Lines where the string "capped" appears are to be copied from the entries below.
----- MATERIAL PROVIDED
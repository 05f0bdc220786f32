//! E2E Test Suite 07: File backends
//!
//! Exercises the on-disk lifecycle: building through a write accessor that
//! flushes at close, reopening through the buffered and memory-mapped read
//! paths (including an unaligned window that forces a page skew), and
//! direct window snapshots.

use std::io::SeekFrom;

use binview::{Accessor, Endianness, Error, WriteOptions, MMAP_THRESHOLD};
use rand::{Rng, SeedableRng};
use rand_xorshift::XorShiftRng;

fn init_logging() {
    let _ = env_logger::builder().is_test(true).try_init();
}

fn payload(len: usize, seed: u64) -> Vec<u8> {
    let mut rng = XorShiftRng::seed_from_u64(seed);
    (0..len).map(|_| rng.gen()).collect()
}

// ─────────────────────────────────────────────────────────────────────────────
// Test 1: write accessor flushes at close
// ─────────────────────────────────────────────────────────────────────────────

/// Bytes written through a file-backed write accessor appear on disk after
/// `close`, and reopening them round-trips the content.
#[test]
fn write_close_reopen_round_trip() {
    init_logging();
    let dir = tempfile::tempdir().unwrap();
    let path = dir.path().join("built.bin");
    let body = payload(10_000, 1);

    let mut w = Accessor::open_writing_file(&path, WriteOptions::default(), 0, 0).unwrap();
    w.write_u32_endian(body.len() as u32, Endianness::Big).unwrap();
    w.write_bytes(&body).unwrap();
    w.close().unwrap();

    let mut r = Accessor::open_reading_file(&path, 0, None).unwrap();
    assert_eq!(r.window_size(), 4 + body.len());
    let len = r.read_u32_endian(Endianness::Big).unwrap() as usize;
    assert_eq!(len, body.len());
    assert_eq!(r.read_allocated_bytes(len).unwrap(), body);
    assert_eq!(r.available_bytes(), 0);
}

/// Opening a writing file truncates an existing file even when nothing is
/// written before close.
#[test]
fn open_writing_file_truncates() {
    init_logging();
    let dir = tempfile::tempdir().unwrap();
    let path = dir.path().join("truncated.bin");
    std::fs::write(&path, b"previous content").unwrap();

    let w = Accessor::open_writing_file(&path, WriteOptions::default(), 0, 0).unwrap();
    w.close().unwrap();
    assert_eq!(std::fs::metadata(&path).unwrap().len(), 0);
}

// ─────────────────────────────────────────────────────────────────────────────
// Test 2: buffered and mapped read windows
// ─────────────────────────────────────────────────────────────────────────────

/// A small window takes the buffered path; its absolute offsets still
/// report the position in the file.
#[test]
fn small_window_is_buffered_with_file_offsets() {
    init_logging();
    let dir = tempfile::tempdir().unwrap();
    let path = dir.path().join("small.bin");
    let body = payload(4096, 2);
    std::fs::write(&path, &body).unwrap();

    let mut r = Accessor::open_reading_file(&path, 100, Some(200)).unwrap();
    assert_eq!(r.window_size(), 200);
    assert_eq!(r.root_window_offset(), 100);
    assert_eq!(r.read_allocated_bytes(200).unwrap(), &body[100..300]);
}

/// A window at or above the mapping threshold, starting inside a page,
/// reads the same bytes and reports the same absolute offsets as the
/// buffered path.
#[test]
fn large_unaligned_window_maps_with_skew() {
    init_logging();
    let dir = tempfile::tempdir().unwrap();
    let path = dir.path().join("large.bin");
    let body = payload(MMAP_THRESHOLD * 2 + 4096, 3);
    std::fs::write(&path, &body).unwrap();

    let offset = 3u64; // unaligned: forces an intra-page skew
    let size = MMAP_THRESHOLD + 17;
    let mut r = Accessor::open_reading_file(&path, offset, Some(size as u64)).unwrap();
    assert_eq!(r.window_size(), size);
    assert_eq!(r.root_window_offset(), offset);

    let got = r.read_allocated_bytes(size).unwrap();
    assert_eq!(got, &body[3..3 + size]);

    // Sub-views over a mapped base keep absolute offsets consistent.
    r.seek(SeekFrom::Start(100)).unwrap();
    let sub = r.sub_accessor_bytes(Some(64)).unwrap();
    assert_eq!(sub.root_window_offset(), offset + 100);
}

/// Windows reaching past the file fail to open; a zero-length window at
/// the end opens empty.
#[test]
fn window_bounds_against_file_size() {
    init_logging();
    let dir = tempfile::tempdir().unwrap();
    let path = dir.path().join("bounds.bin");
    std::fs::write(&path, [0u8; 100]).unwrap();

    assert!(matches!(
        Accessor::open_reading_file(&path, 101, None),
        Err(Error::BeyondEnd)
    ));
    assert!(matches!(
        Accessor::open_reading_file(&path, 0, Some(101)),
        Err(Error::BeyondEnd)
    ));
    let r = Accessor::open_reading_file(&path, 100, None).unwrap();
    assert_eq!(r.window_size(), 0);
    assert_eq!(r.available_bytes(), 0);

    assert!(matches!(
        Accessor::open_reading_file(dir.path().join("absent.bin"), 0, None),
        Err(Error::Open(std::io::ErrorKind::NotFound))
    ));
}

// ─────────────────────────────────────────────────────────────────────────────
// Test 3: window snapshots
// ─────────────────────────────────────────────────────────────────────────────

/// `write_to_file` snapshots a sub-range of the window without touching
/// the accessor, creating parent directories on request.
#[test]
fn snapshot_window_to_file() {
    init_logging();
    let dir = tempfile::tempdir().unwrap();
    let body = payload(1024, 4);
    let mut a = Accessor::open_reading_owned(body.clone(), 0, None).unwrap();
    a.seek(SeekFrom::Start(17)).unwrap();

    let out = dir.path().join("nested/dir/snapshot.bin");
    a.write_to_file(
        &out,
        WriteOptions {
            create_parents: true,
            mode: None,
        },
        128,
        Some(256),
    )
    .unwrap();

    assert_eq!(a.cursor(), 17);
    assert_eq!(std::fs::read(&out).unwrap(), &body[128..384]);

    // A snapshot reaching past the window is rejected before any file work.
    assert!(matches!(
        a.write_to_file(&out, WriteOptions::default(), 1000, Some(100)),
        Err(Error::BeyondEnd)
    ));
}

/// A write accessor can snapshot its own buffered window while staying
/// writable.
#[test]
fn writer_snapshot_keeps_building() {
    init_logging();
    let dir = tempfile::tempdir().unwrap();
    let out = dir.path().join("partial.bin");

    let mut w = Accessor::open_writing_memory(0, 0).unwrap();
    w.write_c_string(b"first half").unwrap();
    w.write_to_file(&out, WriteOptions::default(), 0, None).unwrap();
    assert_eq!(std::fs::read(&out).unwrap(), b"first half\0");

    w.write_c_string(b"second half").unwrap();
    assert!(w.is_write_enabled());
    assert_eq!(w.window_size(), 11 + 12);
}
----------
----- MATERIAL PROVIDED
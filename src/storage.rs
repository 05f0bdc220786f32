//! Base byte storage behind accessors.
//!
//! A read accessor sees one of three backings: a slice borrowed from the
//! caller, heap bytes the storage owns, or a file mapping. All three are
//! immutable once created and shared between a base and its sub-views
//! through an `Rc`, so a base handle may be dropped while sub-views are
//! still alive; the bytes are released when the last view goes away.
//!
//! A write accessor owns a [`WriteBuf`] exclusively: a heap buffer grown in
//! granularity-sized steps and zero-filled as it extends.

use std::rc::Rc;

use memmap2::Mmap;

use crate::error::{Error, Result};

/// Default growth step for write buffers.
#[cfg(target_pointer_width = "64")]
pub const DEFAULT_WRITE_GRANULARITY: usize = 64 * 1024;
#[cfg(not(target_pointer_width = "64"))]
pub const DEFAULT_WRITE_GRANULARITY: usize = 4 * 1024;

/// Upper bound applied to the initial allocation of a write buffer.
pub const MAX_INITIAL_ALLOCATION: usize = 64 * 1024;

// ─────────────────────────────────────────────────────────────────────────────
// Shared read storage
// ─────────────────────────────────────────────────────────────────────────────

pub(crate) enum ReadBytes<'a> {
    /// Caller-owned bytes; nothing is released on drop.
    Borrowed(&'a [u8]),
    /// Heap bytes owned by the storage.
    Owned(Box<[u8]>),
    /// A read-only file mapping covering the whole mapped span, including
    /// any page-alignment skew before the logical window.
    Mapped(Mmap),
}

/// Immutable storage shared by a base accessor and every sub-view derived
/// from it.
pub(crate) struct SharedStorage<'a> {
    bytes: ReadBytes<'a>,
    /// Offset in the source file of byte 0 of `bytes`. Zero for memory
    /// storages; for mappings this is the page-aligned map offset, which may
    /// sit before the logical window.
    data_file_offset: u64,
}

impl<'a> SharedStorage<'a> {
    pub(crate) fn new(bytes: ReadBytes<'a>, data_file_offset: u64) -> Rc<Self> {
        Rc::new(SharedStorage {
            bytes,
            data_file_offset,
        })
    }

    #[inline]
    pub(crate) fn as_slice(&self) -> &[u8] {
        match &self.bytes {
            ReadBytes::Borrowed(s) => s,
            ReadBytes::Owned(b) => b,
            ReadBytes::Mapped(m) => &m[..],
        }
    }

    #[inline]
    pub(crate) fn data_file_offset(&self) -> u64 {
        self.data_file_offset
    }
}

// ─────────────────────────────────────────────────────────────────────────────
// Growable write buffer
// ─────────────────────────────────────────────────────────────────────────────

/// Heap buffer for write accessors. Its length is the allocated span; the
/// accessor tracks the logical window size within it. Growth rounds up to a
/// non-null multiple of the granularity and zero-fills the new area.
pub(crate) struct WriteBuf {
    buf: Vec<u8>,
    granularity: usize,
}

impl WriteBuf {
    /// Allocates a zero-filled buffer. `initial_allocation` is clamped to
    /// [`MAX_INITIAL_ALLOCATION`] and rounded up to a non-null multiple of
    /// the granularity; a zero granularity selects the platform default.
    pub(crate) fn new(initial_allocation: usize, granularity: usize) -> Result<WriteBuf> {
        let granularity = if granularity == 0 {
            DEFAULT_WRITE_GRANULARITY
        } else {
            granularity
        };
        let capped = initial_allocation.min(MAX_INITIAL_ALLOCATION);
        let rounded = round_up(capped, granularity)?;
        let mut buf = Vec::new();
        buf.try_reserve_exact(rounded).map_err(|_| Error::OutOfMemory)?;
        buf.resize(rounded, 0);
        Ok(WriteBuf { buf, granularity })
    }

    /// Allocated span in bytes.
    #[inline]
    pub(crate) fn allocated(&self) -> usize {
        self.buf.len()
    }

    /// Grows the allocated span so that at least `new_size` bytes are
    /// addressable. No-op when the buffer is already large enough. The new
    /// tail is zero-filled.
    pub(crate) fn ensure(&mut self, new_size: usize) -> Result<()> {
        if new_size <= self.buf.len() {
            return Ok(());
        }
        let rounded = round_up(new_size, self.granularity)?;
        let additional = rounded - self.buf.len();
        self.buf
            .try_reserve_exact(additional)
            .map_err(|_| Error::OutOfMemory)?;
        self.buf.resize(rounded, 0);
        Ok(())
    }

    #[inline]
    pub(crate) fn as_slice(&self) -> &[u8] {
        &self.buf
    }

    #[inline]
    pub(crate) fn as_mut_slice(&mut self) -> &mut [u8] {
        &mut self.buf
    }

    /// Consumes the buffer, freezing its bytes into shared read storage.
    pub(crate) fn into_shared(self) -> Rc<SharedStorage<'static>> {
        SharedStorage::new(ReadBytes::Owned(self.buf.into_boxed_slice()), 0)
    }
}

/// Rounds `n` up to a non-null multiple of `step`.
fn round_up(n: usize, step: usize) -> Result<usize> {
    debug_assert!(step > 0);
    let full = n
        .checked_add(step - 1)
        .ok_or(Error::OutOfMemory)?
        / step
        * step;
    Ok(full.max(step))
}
----------
#### [SOLUTION]
        let capped = initial_allocation.min(MAX_INITIAL_ALLOCATION);
        let rounded = round_up(capped, granularity)?;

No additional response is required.